Exercise brief | Output exactly the lines below, starting with the line that has "server on port" and going on through the line that has "std::future::pending::<()>().await;", both included, and no other lines.

Supplied material |
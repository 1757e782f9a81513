use std::net::SocketAddr;

use axum::{response::Response, Router};
use color_eyre::eyre::WrapErr;
use tokio::net::TcpListener;

use errors::ServerError;

pub(crate) mod api;
pub(crate) mod cmd;
pub(crate) mod errors;
pub(crate) mod routes;
mod trace;

#[cfg(test)]
pub(crate) mod test_helpers;

type ResponseResult<T = Response> = Result<T, ServerError>;

pub(crate) async fn run_server(routes: Router, port: u16) -> color_eyre::Result<()> {
    let tracer = trace::Tracer;
    let trace_layer = tower_http::trace::TraceLayer::new_for_http()
        .make_span_with(tracer)
        .on_response(tracer);

    let app = routes.layer(trace_layer);

    let addr = SocketAddr::from(([0, 0, 0, 0], port));
    tracing::info!("Starting server on port {}", port);
    let listener = TcpListener::bind(&addr)
        .await
        .wrap_err("Failed to open port")?;

    let addr = listener.local_addr()?;
    tracing::info!("Listening on {}", addr);

    axum::serve(listener, app)
        .with_graceful_shutdown(shutdown_signal())
        .await
        .wrap_err("Failed to run server")
}

async fn shutdown_signal() {
    if let Err(error) = tokio::signal::ctrl_c().await {
        tracing::error!(%error, "Failed to listen for shutdown signal");
        std::future::pending::<()>().await;
    }

    tracing::info!("Shutdown signal received");
}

Output of the task |
    tracing::info!("Starting server on port {}", port);
    let listener = TcpListener::bind(&addr)
        .await
        .wrap_err("Failed to open port")?;

    let addr = listener.local_addr()?;
    tracing::info!("Listening on {}", addr);

    axum::serve(listener, app)
        .with_graceful_shutdown(shutdown_signal())
        .await
        .wrap_err("Failed to run server")
}

async fn shutdown_signal() {
    if let Err(error) = tokio::signal::ctrl_c().await {
        tracing::error!(%error, "Failed to listen for shutdown signal");
        std::future::pending::<()>().await;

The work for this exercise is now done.